The goal of the policy is to achieve more rapid testing capacity in the U.S by allowing certain laboratories to use validated COVID-19 diagnostics before the FDA has completed a review of their Emergency Use Authorization (EUA) requests.
The policy only applies to laboratories that are certified to perform high-complexity testing, consistent with the requirements of the Clinical Laboratory Improvement Amendments.
The new guidance describes the circumstances where the FDA does not intend to object to the use of these tests for clinical testing while the laboratories are pursuing an EUA with the FDA. It also provides recommendations for test developers, including information regarding test validation, FDA notification and interim confirmatory clinical testing.

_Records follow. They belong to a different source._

#![allow(deprecated)]
use assert_cmd::Command;
use predicates::prelude::*;
use serde_json::Value;
use tempfile::TempDir;

struct Env {
    project: TempDir,
    home: TempDir,
}

impl Env {
    fn new() -> Self {
        Self {
            project: TempDir::new().unwrap(),
            home: TempDir::new().unwrap(),
        }
    }

    fn agelum(&self) -> Command {
        let mut cmd = Command::cargo_bin("agelum").unwrap();
        cmd.current_dir(self.project.path())
            .env("AGELUM_ROOT", self.project.path())
            .env("AGELUM_HOME", self.home.path())
            .env_remove("RUST_LOG");
        cmd
    }

    /// Run with `--json` and parse stdout.
    fn json(&self, args: &[&str]) -> Value {
        let out = self
            .agelum()
            .arg("--json")
            .args(args)
            .assert()
            .success()
            .get_output()
            .stdout
            .clone();
        serde_json::from_slice(&out).unwrap()
    }
}

// ---------------------------------------------------------------------------
// agelum init
// ---------------------------------------------------------------------------

#[test]
fn init_creates_directory_tree() {
    let env = Env::new();
    env.agelum()
        .arg("init")
        .assert()
        .success()
        .stdout(predicate::str::contains("Initialized Agelum"));

    let root = env.project.path();
    for dir in [
        ".agelum/work/tasks/pending",
        ".agelum/work/epics/backlog",
        ".agelum/doc/ideas/thinking",
        ".agelum/doc/docs",
    ] {
        assert!(root.join(dir).is_dir(), "{dir} missing");
    }
}

#[test]
fn init_is_idempotent() {
    let env = Env::new();
    env.agelum().arg("init").assert().success();
    env.agelum()
        .arg("init")
        .assert()
        .success()
        .stdout(predicate::str::contains("already initialized"));
}

// ---------------------------------------------------------------------------
// agelum task
// ---------------------------------------------------------------------------

#[test]
fn task_create_list_and_move() {
    let env = Env::new();
    let created = env.json(&[
        "task",
        "create",
        "Fix",
        "login",
        "--description",
        "Session cookie expires early",
    ]);
    let id = created["id"].as_str().unwrap().to_string();
    assert_eq!(created["state"], "pending");
    assert!(id.ends_with("Fix-login"), "{id}");

    let listed = env.json(&["task", "list", "--state", "pending"]);
    assert_eq!(listed.as_array().unwrap().len(), 1);

    env.agelum()
        .args(["task", "move", &id, "doing"])
        .assert()
        .success()
        .stdout(predicate::str::contains("pending → doing"));

    let board = env.json(&["task", "board"]);
    let doing = board
        .as_array()
        .unwrap()
        .iter()
        .find(|c| c["state"] == "doing")
        .unwrap();
    assert_eq!(doing["items"][0]["id"], id.as_str());
}

#[test]
fn task_search_matches_description() {
    let env = Env::new();
    env.agelum()
        .args(["task", "create", "Header", "--description", "Overlaps the logo"])
        .assert()
        .success();
    env.agelum()
        .args(["task", "create", "Footer"])
        .assert()
        .success();

    let hits = env.json(&["task", "search", "logo"]);
    assert_eq!(hits.as_array().unwrap().len(), 1);
}

#[test]
fn task_move_to_unknown_state_fails() {
    let env = Env::new();
    let created = env.json(&["task", "create", "Anything"]);
    let id = created["id"].as_str().unwrap();
    env.agelum()
        .args(["task", "move", id, "nowhere"])
        .assert()
        .failure()
        .stderr(predicate::str::contains("error:"));
}

#[test]
fn task_create_from_file() {
    let env = Env::new();
    let file = env.project.path().join("crash.md");
    std::fs::write(&file, "Steps to reproduce\n").unwrap();

    let created = env.json(&["task", "create-from", "crash.md", "--state", "inbox"]);
    let path = created["path"].as_str().unwrap();
    assert!(path.contains("/inbox/"), "{path}");
    assert!(path.ends_with("crash.md"), "{path}");
    let content = std::fs::read_to_string(path).unwrap();
    assert!(content.contains("Steps to reproduce"));
}

#[test]
fn show_unknown_task_fails() {
    let env = Env::new();
    env.agelum()
        .args(["task", "show", "missing"])
        .assert()
        .failure();
}

// ---------------------------------------------------------------------------
// agelum epic / idea
// ---------------------------------------------------------------------------

#[test]
fn epic_and_idea_default_states() {
    let env = Env::new();
    let epic = env.json(&["epic", "create", "Checkout", "revamp"]);
    assert_eq!(epic["state"], "backlog");
    assert_eq!(epic["title"], "Checkout revamp");

    let idea = env.json(&["idea", "create", "Dark", "mode"]);
    assert_eq!(idea["state"], "thinking");
}

// ---------------------------------------------------------------------------
// agelum doc
// ---------------------------------------------------------------------------

#[test]
fn doc_write_read_and_delete() {
    let env = Env::new();
    env.agelum().arg("init").assert().success();
    env.agelum()
        .args(["doc", "write", ".agelum/doc/docs/intro.md", "--content", "# Intro\n"])
        .assert()
        .success();

    env.agelum()
        .args(["doc", "read", ".agelum/doc/docs/intro.md"])
        .assert()
        .success()
        .stdout("# Intro\n");

    let docs = env.json(&["doc", "list"]);
    assert!(docs.to_string().contains("intro"));

    env.agelum()
        .args(["doc", "delete", ".agelum/doc/docs/intro.md"])
        .assert()
        .success();
    assert!(!env.project.path().join(".agelum/doc/docs/intro.md").exists());
}

#[test]
fn doc_paths_outside_agelum_are_rejected() {
    let env = Env::new();
    env.agelum()
        .args(["doc", "write", "../escape.md", "--content", "x"])
        .assert()
        .failure();
}

// ---------------------------------------------------------------------------
// agelum test
// ---------------------------------------------------------------------------

#[test]
fn test_create_steps_and_finish() {
    let env = Env::new();
    let created = env.json(&["test", "create", "Login", "flow"]);
    assert_eq!(created["id"], "login-flow");
    assert_eq!(created["group"], "FEATURES");

    env.agelum()
        .args([
            "test",
            "add-step",
            "login-flow",
            r#"{"action":"open","url":"http://localhost:3000"}"#,
        ])
        .assert()
        .success();

    let steps = env.json(&["test", "steps", "login-flow"]);
    assert_eq!(steps.as_array().unwrap().len(), 1);
    assert_eq!(steps[0]["action"], "open");

    let listed = env.json(&["test", "list"]);
    assert_eq!(listed[0]["stepsCount"], 1);

    let result = env.json(&[
        "test",
        "finish",
        "login-flow",
        "--execution-id",
        "exec-1",
        "--status",
        "passed",
        "--log",
        "all good",
    ]);
    assert_eq!(result["status"], "passed");

    let runs = env.json(&["test", "executions", "login-flow"]);
    assert_eq!(runs.as_array().unwrap().len(), 1);
    assert_eq!(runs[0]["id"], "exec-1");
}

#[test]
fn test_add_step_rejects_bad_json() {
    let env = Env::new();
    env.agelum().args(["test", "create", "Bad"]).assert().success();
    env.agelum()
        .args(["test", "add-step", "bad", "not json"])
        .assert()
        .failure()
        .stderr(predicate::str::contains("invalid step JSON"));
}

#[test]
fn test_groups_lists_created_group() {
    let env = Env::new();
    let groups = env.json(&["test", "groups", "--create", "SMOKE"]);
    assert!(groups
        .as_array()
        .unwrap()
        .iter()
        .any(|g| g == "SMOKE"));
}

// ---------------------------------------------------------------------------
// agelum repos / migrate
// ---------------------------------------------------------------------------

#[test]
fn repos_lists_configured_projects() {
    let env = Env::new();
    std::fs::write(
        env.home.path().join("user-settings.json"),
        serde_json::json!({
            "projects": [{ "id": "demo", "name": "demo", "path": env.project.path() }]
        })
        .to_string(),
    )
    .unwrap();

    env.agelum()
        .arg("repos")
        .assert()
        .success()
        .stdout(predicate::str::contains("demo"));
}

#[test]
fn repos_without_settings_is_empty() {
    let env = Env::new();
    env.agelum()
        .arg("repos")
        .assert()
        .success()
        .stdout(predicate::str::contains("No repositories configured"));
}

#[test]
fn repos_add_and_remove() {
    let env = Env::new();
    let app = env.project.path().join("app");
    std::fs::create_dir(&app).unwrap();

    let added = env.json(&["repos", "add", "app", "--name", "shop"]);
    assert_eq!(added["id"], "shop");
    assert_eq!(added["type"], "project");

    env.agelum()
        .args(["repos", "add", "app", "--name", "shop"])
        .assert()
        .failure()
        .stderr(predicate::str::contains("already configured"));

    let listed = env.json(&["repos", "list"]);
    assert_eq!(listed[0]["name"], "shop");

    env.agelum()
        .args(["repos", "remove", "shop"])
        .assert()
        .success()
        .stdout(predicate::str::contains("Removed shop"));
    env.agelum()
        .arg("repos")
        .assert()
        .success()
        .stdout(predicate::str::contains("No repositories configured"));
}

#[test]
fn repos_add_folder_lists_children() {
    let env = Env::new();
    std::fs::create_dir_all(env.project.path().join("work/api")).unwrap();
    std::fs::create_dir_all(env.project.path().join("work/web")).unwrap();

    env.agelum()
        .args(["repos", "add", "work", "--folder"])
        .assert()
        .success();
    let listed = env.json(&["repos"]);
    let names: Vec<_> = listed
        .as_array()
        .unwrap()
        .iter()
        .map(|r| r["name"].as_str().unwrap().to_string())
        .collect();
    assert_eq!(names, ["api", "web"]);
}

#[test]
fn serve_binds_loopback_by_default() {
    let env = Env::new();
    env.agelum()
        .args(["serve", "--help"])
        .assert()
        .success()
        .stdout(predicate::str::contains("[default: 127.0.0.1]"));
}

#[test]
fn migrate_dry_run_leaves_files_in_place() {
    let env = Env::new();
    let legacy = env.project.path().join("agelum/tasks/pending");
    std::fs::create_dir_all(&legacy).unwrap();
    std::fs::write(legacy.join("old.md"), "# old\n").unwrap();

    let report = env.json(&["migrate", "--dry-run"]);
    assert_eq!(report["dry_run"], true);
    assert_eq!(report["moved"].as_array().unwrap().len(), 1);
    assert!(legacy.join("old.md").exists());

    env.agelum()
        .arg("migrate")
        .assert()
        .success()
        .stdout(predicate::str::contains("Moved 1 file(s)"));
    assert!(!legacy.join("old.md").exists());
}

Following the completion of their test validation, laboratories should communicate with the FDA, via email, to notify the agency that the test has been validated. Laboratories should then submit a completed EUA request within 15 business days of notification, the FDA said in a news release about the new guidance.
The FDA can issue an EUA to permit the use, based on scientific data, of certain medical products that may be effective in diagnosing, treating or preventing a disease or condition because Health and Human Services Secretary Alex Azar determined on February 4 a public health emergency exists. Since then, the FDA has authorized an EUA for a COVID-19 diagnostic test that is in use by the U.S. Centers for Disease Control and Prevention (CDC) and some public health labs across the country.
“We believe this policy strikes the right balance during this public health emergency,” said FDA Commissioner Stephen M. Hahn, MD, “We will continue to help to ensure sound science prior to clinical testing and follow-up with the critical independent review from the FDA, while quickly expanding testing capabilities in the U.S. We are not changing our standards for issuing Emergency Use Authorizations. This action reflects our public health commitment to addressing critical public health needs and rapidly responding and adapting to this dynamic and evolving situation.”
The outbreak of respiratory disease caused by a novel coronavirus, which was first detected in Wuhan, China, has spread to 50 locations internationally, including cases in the United States.
“This step may reduce development costs, speed the process for availability at more testing sites, incentivize private development and, ultimately, help save lives,” said Rick Bright, PhD, director of the Biomedical Advanced Research and Development Authority (BARDA), part of the HHS Office of the Assistant Secretary for Preparedness and Response. “At BARDA, we are identifying industry partners to develop rapid diagnostics that can be used in commercial and hospital labs or even doctors’ offices so that medical professionals and their patients have the information they need to take action.”